Nothing should be output except the lines from the top of the material below through the line that contains "get back to.", each exactly as written.

[Records supplied Boundary: Start]

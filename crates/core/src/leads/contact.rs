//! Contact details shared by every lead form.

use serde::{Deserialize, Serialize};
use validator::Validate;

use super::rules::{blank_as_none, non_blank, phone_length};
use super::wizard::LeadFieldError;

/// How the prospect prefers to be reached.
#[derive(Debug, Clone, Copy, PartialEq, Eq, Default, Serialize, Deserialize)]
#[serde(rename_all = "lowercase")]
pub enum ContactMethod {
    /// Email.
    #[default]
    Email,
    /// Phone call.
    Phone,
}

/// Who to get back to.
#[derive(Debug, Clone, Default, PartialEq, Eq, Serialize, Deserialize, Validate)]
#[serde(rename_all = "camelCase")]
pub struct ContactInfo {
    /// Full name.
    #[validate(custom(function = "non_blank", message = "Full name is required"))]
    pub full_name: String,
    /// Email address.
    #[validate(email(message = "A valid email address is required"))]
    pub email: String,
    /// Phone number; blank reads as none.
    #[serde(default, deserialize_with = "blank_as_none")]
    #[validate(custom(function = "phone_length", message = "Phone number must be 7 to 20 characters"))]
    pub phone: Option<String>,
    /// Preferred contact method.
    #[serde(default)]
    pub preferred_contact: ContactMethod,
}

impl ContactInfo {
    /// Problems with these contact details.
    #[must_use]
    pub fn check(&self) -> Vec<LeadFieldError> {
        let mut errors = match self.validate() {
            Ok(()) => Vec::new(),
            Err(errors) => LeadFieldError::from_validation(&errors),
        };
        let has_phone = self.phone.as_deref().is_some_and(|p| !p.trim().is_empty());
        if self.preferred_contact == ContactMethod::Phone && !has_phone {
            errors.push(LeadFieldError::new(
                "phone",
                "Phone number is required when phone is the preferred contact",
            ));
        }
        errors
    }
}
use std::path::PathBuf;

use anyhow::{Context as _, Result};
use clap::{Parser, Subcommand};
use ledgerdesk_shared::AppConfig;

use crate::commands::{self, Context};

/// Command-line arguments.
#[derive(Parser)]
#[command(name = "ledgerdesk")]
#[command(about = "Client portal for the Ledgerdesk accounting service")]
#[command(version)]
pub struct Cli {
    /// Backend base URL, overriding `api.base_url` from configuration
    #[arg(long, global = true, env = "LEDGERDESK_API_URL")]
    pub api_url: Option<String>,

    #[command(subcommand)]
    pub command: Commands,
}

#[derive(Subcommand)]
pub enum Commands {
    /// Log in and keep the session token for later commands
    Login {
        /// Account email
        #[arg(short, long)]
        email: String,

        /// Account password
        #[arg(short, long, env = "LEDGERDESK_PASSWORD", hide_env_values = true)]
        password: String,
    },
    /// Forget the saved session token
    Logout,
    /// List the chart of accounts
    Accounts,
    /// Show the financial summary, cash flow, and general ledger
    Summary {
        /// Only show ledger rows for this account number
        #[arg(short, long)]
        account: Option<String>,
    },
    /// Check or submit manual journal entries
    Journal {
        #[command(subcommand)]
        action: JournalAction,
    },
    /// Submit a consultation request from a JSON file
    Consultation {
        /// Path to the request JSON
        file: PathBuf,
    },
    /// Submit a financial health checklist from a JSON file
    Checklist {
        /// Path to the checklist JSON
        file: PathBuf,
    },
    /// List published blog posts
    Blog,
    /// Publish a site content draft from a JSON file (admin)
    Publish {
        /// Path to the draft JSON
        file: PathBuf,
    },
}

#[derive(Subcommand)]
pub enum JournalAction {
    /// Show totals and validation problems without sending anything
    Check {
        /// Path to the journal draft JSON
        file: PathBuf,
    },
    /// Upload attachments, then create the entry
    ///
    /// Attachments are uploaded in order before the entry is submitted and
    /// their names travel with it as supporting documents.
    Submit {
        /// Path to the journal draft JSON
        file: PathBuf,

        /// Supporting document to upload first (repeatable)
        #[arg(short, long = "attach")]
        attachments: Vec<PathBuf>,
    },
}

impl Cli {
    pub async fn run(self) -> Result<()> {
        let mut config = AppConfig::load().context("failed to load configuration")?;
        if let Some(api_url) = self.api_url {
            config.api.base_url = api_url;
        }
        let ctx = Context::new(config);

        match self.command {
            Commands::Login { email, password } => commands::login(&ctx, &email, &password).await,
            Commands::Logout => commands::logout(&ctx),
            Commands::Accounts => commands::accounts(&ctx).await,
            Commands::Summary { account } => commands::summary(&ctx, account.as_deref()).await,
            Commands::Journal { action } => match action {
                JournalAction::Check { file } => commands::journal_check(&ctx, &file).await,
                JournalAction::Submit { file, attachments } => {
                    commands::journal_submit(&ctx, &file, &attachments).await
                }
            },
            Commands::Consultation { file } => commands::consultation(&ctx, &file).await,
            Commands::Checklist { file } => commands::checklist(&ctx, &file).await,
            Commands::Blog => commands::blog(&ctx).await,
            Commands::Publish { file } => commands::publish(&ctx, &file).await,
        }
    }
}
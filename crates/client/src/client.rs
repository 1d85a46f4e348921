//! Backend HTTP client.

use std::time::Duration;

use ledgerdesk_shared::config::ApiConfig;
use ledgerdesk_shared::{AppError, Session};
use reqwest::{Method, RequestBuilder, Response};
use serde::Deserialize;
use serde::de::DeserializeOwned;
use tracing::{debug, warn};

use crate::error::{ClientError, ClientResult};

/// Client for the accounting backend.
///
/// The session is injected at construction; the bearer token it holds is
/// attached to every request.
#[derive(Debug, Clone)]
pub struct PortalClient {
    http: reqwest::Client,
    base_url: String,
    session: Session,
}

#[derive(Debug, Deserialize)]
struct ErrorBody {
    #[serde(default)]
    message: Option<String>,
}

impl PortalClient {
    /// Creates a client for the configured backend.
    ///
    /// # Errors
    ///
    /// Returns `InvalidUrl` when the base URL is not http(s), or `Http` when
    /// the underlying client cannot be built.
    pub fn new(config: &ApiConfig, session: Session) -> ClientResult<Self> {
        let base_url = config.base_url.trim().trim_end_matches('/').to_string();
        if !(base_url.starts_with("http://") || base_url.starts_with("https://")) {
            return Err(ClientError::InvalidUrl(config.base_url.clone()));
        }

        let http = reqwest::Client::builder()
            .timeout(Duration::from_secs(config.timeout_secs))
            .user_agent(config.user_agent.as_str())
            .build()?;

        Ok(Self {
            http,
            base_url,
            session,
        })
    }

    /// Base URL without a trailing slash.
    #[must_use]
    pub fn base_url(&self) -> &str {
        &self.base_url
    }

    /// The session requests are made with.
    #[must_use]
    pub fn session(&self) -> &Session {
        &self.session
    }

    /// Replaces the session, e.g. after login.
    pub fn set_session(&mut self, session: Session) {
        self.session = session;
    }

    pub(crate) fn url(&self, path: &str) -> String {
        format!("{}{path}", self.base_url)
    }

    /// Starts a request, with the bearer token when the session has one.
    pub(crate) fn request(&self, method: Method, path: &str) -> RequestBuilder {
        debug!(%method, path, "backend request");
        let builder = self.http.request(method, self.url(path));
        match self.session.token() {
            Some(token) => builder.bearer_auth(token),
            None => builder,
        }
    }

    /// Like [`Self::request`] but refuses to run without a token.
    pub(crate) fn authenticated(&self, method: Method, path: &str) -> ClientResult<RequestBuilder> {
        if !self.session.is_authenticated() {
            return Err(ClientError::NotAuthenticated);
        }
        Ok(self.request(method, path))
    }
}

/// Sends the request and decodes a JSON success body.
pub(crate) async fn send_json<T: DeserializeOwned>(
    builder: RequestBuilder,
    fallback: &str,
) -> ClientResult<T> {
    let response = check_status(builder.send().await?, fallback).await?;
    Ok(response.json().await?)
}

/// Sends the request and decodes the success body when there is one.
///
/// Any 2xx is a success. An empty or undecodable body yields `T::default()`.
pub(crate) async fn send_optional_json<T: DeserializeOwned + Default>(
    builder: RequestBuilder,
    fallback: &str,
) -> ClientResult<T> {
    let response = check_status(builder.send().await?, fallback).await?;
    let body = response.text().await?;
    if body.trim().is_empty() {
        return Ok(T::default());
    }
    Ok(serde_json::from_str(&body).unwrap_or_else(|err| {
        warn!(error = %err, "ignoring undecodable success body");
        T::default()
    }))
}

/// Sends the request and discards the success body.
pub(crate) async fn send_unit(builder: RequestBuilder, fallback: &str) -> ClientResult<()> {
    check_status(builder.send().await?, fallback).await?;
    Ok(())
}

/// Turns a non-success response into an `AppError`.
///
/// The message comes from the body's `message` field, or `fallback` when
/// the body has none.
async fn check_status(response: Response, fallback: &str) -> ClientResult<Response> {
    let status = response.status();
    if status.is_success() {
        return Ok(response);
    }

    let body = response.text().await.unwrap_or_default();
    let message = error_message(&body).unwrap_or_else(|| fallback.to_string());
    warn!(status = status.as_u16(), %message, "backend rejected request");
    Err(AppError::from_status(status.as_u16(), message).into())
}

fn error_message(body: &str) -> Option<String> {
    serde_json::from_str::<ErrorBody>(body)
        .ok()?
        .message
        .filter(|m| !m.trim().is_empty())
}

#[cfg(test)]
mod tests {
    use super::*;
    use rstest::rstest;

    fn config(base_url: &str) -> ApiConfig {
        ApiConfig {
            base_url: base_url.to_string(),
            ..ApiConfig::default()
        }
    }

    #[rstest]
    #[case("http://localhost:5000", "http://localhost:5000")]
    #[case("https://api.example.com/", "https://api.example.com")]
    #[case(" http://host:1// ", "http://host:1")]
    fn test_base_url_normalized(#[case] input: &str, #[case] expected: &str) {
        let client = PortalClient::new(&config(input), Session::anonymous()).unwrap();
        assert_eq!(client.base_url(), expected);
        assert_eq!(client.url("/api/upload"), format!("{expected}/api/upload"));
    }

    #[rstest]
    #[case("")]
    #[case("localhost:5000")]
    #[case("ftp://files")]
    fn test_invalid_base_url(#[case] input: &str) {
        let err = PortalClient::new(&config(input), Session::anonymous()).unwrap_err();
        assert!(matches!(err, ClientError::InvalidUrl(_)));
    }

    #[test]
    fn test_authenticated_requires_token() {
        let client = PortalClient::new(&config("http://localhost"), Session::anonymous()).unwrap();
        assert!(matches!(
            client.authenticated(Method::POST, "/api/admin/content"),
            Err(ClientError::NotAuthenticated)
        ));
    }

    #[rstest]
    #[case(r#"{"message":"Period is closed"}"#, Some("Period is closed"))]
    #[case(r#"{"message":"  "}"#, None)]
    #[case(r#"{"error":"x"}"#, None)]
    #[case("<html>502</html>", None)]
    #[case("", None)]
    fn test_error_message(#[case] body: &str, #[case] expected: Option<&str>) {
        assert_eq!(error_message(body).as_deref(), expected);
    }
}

[Records supplied Boundary: End]

- _Solution below_
filename crates/core/src/leads/contact.rs
//! Contact details shared by every lead form.

use serde::{Deserialize, Serialize};
use validator::Validate;

use super::rules::{blank_as_none, non_blank, phone_length};
use super::wizard::LeadFieldError;

/// How the prospect prefers to be reached.
#[derive(Debug, Clone, Copy, PartialEq, Eq, Default, Serialize, Deserialize)]
#[serde(rename_all = "lowercase")]
pub enum ContactMethod {
    /// Email.
    #[default]
    Email,
    /// Phone call.
    Phone,
}

/// Who to get back to.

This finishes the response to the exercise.